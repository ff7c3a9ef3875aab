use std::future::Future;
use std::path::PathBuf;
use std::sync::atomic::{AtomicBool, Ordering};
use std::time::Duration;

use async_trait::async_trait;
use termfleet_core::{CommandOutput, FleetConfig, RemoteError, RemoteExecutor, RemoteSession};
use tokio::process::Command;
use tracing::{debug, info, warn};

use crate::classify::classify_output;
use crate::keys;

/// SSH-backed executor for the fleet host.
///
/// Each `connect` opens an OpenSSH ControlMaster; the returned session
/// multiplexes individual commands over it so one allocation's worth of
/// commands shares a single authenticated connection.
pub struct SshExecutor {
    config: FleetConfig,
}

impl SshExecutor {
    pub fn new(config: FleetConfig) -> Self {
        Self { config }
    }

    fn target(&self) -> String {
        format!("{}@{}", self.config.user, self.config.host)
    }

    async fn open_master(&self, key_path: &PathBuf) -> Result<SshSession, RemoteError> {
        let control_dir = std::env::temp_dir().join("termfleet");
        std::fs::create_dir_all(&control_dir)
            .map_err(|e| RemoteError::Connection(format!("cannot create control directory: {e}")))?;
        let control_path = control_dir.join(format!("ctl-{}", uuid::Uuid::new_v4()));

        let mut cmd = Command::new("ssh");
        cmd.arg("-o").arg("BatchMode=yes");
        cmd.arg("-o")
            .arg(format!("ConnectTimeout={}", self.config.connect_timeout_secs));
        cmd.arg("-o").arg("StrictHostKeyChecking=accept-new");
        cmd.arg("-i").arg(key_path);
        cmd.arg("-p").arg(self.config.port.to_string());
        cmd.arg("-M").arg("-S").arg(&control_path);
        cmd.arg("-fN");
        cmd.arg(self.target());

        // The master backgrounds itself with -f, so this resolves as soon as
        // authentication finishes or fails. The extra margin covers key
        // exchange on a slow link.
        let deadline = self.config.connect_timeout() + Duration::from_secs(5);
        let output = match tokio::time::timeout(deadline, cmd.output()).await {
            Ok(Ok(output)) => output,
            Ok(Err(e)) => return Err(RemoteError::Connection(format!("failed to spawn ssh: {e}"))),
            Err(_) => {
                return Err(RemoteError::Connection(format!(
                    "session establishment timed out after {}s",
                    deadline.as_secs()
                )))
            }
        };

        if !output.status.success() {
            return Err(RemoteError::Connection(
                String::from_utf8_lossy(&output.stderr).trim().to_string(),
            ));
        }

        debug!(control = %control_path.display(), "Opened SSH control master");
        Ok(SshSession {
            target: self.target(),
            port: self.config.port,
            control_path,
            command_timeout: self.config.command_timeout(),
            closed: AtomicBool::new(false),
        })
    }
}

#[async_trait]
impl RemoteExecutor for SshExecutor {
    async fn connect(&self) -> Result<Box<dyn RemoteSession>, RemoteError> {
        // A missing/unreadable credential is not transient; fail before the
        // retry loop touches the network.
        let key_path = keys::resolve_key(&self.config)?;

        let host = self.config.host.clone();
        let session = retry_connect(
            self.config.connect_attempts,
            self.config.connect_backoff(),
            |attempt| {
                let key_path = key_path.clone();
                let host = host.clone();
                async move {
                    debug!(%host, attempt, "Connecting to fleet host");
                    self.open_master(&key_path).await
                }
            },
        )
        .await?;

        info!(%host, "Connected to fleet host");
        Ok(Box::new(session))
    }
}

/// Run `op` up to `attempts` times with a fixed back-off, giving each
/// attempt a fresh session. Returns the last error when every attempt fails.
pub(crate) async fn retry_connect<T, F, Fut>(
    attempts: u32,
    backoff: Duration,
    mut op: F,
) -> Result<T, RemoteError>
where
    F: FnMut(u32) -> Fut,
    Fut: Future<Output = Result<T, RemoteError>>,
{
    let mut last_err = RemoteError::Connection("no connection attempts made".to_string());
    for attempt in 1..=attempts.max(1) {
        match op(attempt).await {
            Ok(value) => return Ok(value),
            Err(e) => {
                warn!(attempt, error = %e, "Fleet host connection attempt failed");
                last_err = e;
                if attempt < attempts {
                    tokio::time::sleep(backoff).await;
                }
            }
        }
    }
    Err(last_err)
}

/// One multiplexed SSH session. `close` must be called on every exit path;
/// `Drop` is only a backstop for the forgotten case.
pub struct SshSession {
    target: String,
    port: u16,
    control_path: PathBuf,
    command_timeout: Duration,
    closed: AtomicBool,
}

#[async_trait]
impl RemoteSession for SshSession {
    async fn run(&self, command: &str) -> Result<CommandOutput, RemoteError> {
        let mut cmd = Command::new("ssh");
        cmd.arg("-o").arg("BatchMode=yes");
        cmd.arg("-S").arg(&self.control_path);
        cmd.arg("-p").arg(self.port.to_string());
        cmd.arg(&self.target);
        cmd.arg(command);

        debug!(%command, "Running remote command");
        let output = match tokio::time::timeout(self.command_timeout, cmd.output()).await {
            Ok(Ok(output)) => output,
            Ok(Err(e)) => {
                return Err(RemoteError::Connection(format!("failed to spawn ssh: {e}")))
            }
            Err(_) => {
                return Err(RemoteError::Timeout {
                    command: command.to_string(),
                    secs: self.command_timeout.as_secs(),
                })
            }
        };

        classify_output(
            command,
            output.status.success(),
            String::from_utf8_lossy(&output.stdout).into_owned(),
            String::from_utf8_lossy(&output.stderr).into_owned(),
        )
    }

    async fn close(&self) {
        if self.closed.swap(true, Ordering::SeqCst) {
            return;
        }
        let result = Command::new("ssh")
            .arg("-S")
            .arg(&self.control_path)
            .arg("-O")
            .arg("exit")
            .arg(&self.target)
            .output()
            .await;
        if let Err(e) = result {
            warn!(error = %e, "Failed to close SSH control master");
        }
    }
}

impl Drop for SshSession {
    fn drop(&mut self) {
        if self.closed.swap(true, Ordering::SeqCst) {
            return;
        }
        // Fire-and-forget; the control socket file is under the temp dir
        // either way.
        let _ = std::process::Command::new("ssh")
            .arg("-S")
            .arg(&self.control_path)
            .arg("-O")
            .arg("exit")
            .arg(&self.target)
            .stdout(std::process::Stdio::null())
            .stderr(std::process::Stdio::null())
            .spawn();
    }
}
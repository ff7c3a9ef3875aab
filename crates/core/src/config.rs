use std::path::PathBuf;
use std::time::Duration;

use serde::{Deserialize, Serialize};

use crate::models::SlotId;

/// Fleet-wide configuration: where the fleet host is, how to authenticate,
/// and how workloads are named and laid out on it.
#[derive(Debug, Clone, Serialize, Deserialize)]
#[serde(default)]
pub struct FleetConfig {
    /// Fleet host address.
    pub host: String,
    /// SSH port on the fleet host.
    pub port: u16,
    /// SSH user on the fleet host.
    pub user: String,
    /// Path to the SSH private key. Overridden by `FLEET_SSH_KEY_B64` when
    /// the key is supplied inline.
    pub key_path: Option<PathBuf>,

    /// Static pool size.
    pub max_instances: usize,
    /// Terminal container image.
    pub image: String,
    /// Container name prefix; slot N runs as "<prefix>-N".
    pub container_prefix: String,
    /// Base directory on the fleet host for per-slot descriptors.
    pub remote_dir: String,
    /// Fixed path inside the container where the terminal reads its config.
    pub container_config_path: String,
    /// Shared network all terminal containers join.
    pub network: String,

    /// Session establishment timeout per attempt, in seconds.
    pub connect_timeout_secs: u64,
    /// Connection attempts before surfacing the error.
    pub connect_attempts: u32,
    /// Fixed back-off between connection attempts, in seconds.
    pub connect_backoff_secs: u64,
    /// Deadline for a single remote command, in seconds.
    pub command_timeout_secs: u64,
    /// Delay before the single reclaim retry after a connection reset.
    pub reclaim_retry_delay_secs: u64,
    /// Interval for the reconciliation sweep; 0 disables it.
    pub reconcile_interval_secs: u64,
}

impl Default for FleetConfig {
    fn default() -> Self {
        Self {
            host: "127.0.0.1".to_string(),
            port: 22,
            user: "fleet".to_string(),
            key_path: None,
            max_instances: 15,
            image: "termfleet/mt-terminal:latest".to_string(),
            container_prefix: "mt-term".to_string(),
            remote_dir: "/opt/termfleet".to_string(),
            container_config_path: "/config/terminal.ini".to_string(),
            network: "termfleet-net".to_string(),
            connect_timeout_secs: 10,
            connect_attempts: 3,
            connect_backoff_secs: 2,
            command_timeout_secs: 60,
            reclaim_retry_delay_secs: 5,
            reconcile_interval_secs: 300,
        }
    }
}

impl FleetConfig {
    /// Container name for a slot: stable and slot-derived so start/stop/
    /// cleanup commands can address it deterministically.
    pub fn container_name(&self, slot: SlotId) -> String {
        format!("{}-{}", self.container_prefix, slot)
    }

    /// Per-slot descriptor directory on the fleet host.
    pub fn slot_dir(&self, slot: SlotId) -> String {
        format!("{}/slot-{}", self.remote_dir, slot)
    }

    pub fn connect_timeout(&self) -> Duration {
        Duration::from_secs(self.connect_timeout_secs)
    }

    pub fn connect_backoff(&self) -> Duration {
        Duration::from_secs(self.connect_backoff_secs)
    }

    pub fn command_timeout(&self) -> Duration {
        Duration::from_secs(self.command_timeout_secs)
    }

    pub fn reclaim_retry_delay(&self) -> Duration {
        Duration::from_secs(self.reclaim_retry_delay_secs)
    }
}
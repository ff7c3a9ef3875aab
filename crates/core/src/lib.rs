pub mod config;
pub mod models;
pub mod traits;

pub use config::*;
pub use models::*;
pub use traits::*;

■ **Exercise instructions**
Show each line of the records above containing "filename".

■ **Answer to the problem**
filename crates/core/src/config.rs
filename crates/core/src/lib.rs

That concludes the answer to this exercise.